AVAILABLE DATA START

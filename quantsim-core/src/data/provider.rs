//! Data provider trait and structured fetch errors.
//!
//! The `DataProvider` trait abstracts over upstream sources so the controller
//! can be driven by the Alpha Vantage fetcher in production and by a canned
//! provider in tests.

use super::transport::TransportError;
use crate::domain::{ApiCallRecord, PriceBar};
use chrono::NaiveDate;
use thiserror::Error;

/// Why a single upstream attempt failed.
#[derive(Debug, Clone, Error)]
pub enum AttemptFailure {
    #[error("{0}")]
    Transport(#[from] TransportError),

    #[error("HTTP status {status}")]
    HttpStatus { status: u16 },

    #[error("rate limited: {0}")]
    RateLimited(String),

    #[error("unexpected response shape: {0}")]
    UnexpectedShape(String),
}

/// Structured error types for a logical fetch.
#[derive(Debug, Error)]
pub enum FetchError {
    /// The upstream rejected the request outright (unknown symbol, bad key).
    #[error("upstream rejected '{ticker}': {message}")]
    Upstream { ticker: String, message: String },

    /// A success payload whose entries could not be parsed.
    #[error("malformed time series for '{ticker}': {reason}")]
    Malformed { ticker: String, reason: String },

    #[error("'{ticker}' failed after {attempts} attempts, last: {last}")]
    Exhausted {
        ticker: String,
        attempts: u32,
        last: AttemptFailure,
    },

    #[error("no bars for '{ticker}' between {start} and {end}")]
    NoData {
        ticker: String,
        start: NaiveDate,
        end: NaiveDate,
    },
}

/// Result of a successful fetch for a single ticker.
#[derive(Debug, Clone)]
pub struct FetchResult {
    pub ticker: String,
    /// Ascending, restricted to the requested range, never empty.
    pub bars: Vec<PriceBar>,
    /// Upstream calls made, including the successful one.
    pub attempts: u32,
}

pub trait DataProvider: Send + Sync {
    /// Human-readable name of this provider.
    fn name(&self) -> &str;

    /// Fetch daily bars for a ticker over an inclusive date range.
    ///
    /// Each upstream attempt is reported to `observer`.
    fn fetch(
        &self,
        ticker: &str,
        start: NaiveDate,
        end: NaiveDate,
        observer: &dyn AttemptObserver,
    ) -> Result<FetchResult, FetchError>;
}

/// Receives one record per upstream attempt.
pub trait AttemptObserver {
    fn on_attempt(&self, record: &ApiCallRecord);
}

/// Discards attempt records.
pub struct NoopObserver;

impl AttemptObserver for NoopObserver {
    fn on_attempt(&self, _record: &ApiCallRecord) {}
}
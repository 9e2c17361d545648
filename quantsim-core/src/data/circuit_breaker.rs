//! Per-ticker circuit breaker over persisted state.
//!
//! After repeated upstream failures for a ticker the circuit opens and refuses
//! fetches for a cooldown period (default 1 hour). Once the cooldown has
//! elapsed the next check moves the circuit to half-open and lets a probe
//! through; a success closes it again.
//!
//! The breaker never sleeps and holds no state of its own: every decision is a
//! read-modify-write of the ticker's row in `Storage`.

use crate::clock::Clock;
use crate::config::BreakerConfig;
use crate::domain::{CircuitRecord, CircuitState};
use crate::storage::{Storage, StorageError};
use chrono::{DateTime, Utc};
use std::sync::Arc;
use thiserror::Error;
use tracing::{debug, info, warn};

#[derive(Debug, Error)]
pub enum BreakerError {
    /// Calls are currently forbidden. Not a fault: retry after `cooldown_end`.
    #[error("circuit open for '{ticker}' until {cooldown_end}")]
    Open {
        ticker: String,
        cooldown_end: DateTime<Utc>,
    },

    #[error("breaker storage: {0}")]
    Storage(#[from] StorageError),
}

pub struct CircuitBreaker {
    storage: Arc<dyn Storage>,
    config: BreakerConfig,
    clock: Arc<dyn Clock>,
}

impl CircuitBreaker {
    pub fn new(storage: Arc<dyn Storage>, config: BreakerConfig, clock: Arc<dyn Clock>) -> Self {
        Self {
            storage,
            config,
            clock,
        }
    }

    /// Ensure a row exists for the ticker. No-op when one is already present.
    pub fn initialize(&self, ticker: &str) -> Result<(), BreakerError> {
        self.load_or_init(ticker).map(|_| ())
    }

    /// Current row, created closed if the ticker is unseen.
    pub fn state(&self, ticker: &str) -> Result<CircuitRecord, BreakerError> {
        self.load_or_init(ticker)
    }

    /// Check whether a call may be made now.
    pub fn check_state(&self, ticker: &str) -> Result<CircuitState, BreakerError> {
        self.check_state_at(ticker, self.clock.now())
    }

    /// Check whether a call may be made at `now`.
    ///
    /// Returns the state the call proceeds under (`Closed` or `HalfOpen`), or
    /// `BreakerError::Open` while the cooldown is running. An expired cooldown
    /// moves the circuit to `HalfOpen` as a side effect.
    pub fn check_state_at(
        &self,
        ticker: &str,
        now: DateTime<Utc>,
    ) -> Result<CircuitState, BreakerError> {
        let record = self.load_or_init(ticker)?;
        match record.state {
            CircuitState::Closed | CircuitState::HalfOpen => {
                debug!(ticker, state = record.state.tag(), "circuit permits call");
                Ok(record.state)
            }
            CircuitState::Open { cooldown_end } if now < cooldown_end => {
                warn!(ticker, %cooldown_end, "circuit open, call refused");
                Err(BreakerError::Open {
                    ticker: ticker.to_string(),
                    cooldown_end,
                })
            }
            CircuitState::Open { .. } => {
                let half_open = CircuitRecord {
                    state: CircuitState::HalfOpen,
                    failure_count: 0,
                    last_failure_time: None,
                };
                self.storage.set_circuit_state(ticker, &half_open)?;
                info!(ticker, "cooldown elapsed, circuit half-open");
                Ok(CircuitState::HalfOpen)
            }
        }
    }

    /// Record a failed upstream call at `now`.
    ///
    /// A failure more than the failure window after the previous one starts a
    /// new sequence at 1. Reaching the threshold from `Closed` or `HalfOpen`
    /// opens the circuit until `now + cooldown`.
    pub fn record_failure(
        &self,
        ticker: &str,
        now: DateTime<Utc>,
    ) -> Result<CircuitRecord, BreakerError> {
        let record = self.load_or_init(ticker)?;

        let failure_count = match record.last_failure_time {
            Some(last) if now - last <= self.config.failure_window() => {
                record.failure_count.saturating_add(1)
            }
            _ => 1,
        };

        let state = match record.state {
            CircuitState::Open { cooldown_end } => CircuitState::Open { cooldown_end },
            CircuitState::Closed | CircuitState::HalfOpen
                if failure_count >= self.config.failure_threshold =>
            {
                let cooldown_end = now
                    .checked_add_signed(self.config.cooldown())
                    .unwrap_or(DateTime::<Utc>::MAX_UTC);
                warn!(ticker, failure_count, %cooldown_end, "failure threshold reached, circuit open");
                CircuitState::Open { cooldown_end }
            }
            CircuitState::Closed => CircuitState::Closed,
            CircuitState::HalfOpen => CircuitState::HalfOpen,
        };

        let updated = CircuitRecord {
            state,
            failure_count,
            last_failure_time: Some(now),
        };
        self.storage.set_circuit_state(ticker, &updated)?;
        debug!(ticker, failure_count, state = state.tag(), "failure recorded");
        Ok(updated)
    }

    /// Record a successful upstream call: the circuit closes and the failure
    /// sequence is cleared.
    pub fn record_success(&self, ticker: &str) -> Result<CircuitRecord, BreakerError> {
        let record = self.load_or_init(ticker)?;
        match record.state {
            CircuitState::HalfOpen | CircuitState::Open { .. } => {
                info!(ticker, from = record.state.tag(), "circuit closed");
            }
            CircuitState::Closed => {}
        }
        let closed = CircuitRecord::closed();
        if record != closed {
            self.storage.set_circuit_state(ticker, &closed)?;
        }
        Ok(closed)
    }

    fn load_or_init(&self, ticker: &str) -> Result<CircuitRecord, BreakerError> {
        match self.storage.get_circuit_state(ticker) {
            Ok(record) => Ok(record),
            Err(StorageError::NotFound { .. }) => {
                let fresh = CircuitRecord::closed();
                self.storage.set_circuit_state(ticker, &fresh)?;
                debug!(ticker, "circuit row created");
                Ok(fresh)
            }
            Err(e) => Err(e.into()),
        }
    }
}
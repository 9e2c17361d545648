//! SQLite schema for price rows, breaker state, validation issues and API call metrics.
//!
//! Every statement is idempotent so opening an existing database is a no-op.

/// Pragmas applied to file-backed databases only (WAL is meaningless in memory).
pub const FILE_PRAGMAS_SQL: &str = r#"
PRAGMA journal_mode = WAL;
PRAGMA synchronous = NORMAL;
"#;

pub const SCHEMA_SQL: &str = r#"
CREATE TABLE IF NOT EXISTS price_data (
    ticker TEXT NOT NULL,
    timestamp INTEGER NOT NULL,
    open REAL NOT NULL,
    high REAL NOT NULL,
    low REAL NOT NULL,
    close REAL NOT NULL,
    volume INTEGER NOT NULL,
    PRIMARY KEY (ticker, timestamp)
) WITHOUT ROWID;

CREATE TABLE IF NOT EXISTS circuit_breaker_states (
    ticker TEXT PRIMARY KEY,
    state TEXT NOT NULL,
    failure_count INTEGER NOT NULL DEFAULT 0,
    last_fail_time INTEGER,
    cooldown_end_time INTEGER
) WITHOUT ROWID;

CREATE TABLE IF NOT EXISTS validation_log (
    id INTEGER PRIMARY KEY AUTOINCREMENT,
    ticker TEXT NOT NULL,
    date INTEGER NOT NULL,
    issue_type TEXT NOT NULL,
    description TEXT,
    resolved INTEGER NOT NULL DEFAULT 0
);

CREATE INDEX IF NOT EXISTS idx_validation_log_ticker_resolved
    ON validation_log(ticker, resolved);

CREATE TABLE IF NOT EXISTS api_call_metrics (
    id INTEGER PRIMARY KEY AUTOINCREMENT,
    ticker TEXT NOT NULL,
    attempt INTEGER NOT NULL,
    timestamp INTEGER NOT NULL,
    status_code INTEGER,
    latency_ms REAL NOT NULL,
    outcome TEXT NOT NULL,
    message TEXT
);

CREATE INDEX IF NOT EXISTS idx_api_call_metrics_ticker_ts
    ON api_call_metrics(ticker, timestamp DESC);
"#;
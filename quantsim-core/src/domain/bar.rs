//! PriceBar: one daily OHLCV observation as persisted.

use chrono::{DateTime, NaiveDate, Utc};
use serde::{Deserialize, Serialize};
use std::fmt;
use std::str::FromStr;

const SECS_PER_DAY: i64 = 86_400;

/// OHLCV bar for a single ticker on a single trading day.
///
/// `(ticker, timestamp)` is the natural key. `timestamp` is unix seconds at
/// midnight UTC of the trading date.
#[derive(Debug, Clone, PartialEq, Serialize, Deserialize)]
pub struct PriceBar {
    pub ticker: String,
    pub timestamp: i64,
    pub open: f64,
    pub high: f64,
    pub low: f64,
    pub close: f64,
    pub volume: i64,
}

impl PriceBar {
    /// Trading date of this bar (UTC).
    pub fn date(&self) -> Option<NaiveDate> {
        timestamp_to_date(self.timestamp)
    }

    /// Price for the requested field.
    pub fn price(&self, field: PriceField) -> f64 {
        match field {
            PriceField::Open => self.open,
            PriceField::High => self.high,
            PriceField::Low => self.low,
            PriceField::Close => self.close,
        }
    }
}

/// Unix seconds at midnight UTC for a date.
pub fn date_to_timestamp(date: NaiveDate) -> i64 {
    date.and_time(chrono::NaiveTime::MIN).and_utc().timestamp()
}

/// Calendar date (UTC) containing a unix-seconds timestamp.
pub fn timestamp_to_date(ts: i64) -> Option<NaiveDate> {
    DateTime::<Utc>::from_timestamp(ts, 0).map(|dt| dt.date_naive())
}

/// Truncate a unix-seconds timestamp to midnight UTC.
pub fn normalize_to_day(ts: i64) -> i64 {
    ts.div_euclid(SECS_PER_DAY) * SECS_PER_DAY
}

/// Price column selectable for the outlier audit.
#[derive(Debug, Clone, Copy, PartialEq, Eq, Hash, Serialize, Deserialize)]
#[serde(rename_all = "lowercase")]
pub enum PriceField {
    Open,
    High,
    Low,
    Close,
}

impl PriceField {
    pub fn as_str(&self) -> &'static str {
        match self {
            PriceField::Open => "open",
            PriceField::High => "high",
            PriceField::Low => "low",
            PriceField::Close => "close",
        }
    }
}

impl fmt::Display for PriceField {
    fn fmt(&self, f: &mut fmt::Formatter<'_>) -> fmt::Result {
        f.write_str(self.as_str())
    }
}

impl FromStr for PriceField {
    type Err = String;

    fn from_str(s: &str) -> Result<Self, Self::Err> {
        match s.to_ascii_lowercase().as_str() {
            "open" => Ok(PriceField::Open),
            "high" => Ok(PriceField::High),
            "low" => Ok(PriceField::Low),
            "close" => Ok(PriceField::Close),
            other => Err(format!("unknown price field '{other}'")),
        }
    }
}

#[cfg(test)]
mod tests {
    use super::*;

    fn sample_bar() -> PriceBar {
        PriceBar {
            ticker: "SPY".into(),
            timestamp: date_to_timestamp(NaiveDate::from_ymd_opt(2024, 1, 2).unwrap()),
            open: 100.0,
            high: 105.0,
            low: 98.0,
            close: 103.0,
            volume: 50_000,
        }
    }

    #[test]
    fn timestamp_is_midnight_utc() {
        let bar = sample_bar();
        assert_eq!(bar.timestamp, 1_704_153_600);
        assert_eq!(bar.date(), NaiveDate::from_ymd_opt(2024, 1, 2));
    }

    #[test]
    fn normalize_truncates_intraday_seconds() {
        assert_eq!(normalize_to_day(1_704_153_600 + 3_600 * 15), 1_704_153_600);
        assert_eq!(normalize_to_day(1_704_153_600), 1_704_153_600);
    }

    #[test]
    fn price_field_selects_column() {
        let bar = sample_bar();
        assert_eq!(bar.price(PriceField::Open), 100.0);
        assert_eq!(bar.price(PriceField::Close), 103.0);
        assert_eq!("HIGH".parse::<PriceField>().unwrap(), PriceField::High);
        assert!("vwap".parse::<PriceField>().is_err());
    }
}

AVAILABLE DATA END

> [EXERCISE]
Please give the number of lines above in which the word "trait" appears, without any other text.

> [ANSWER TO THE EXERCISE]
4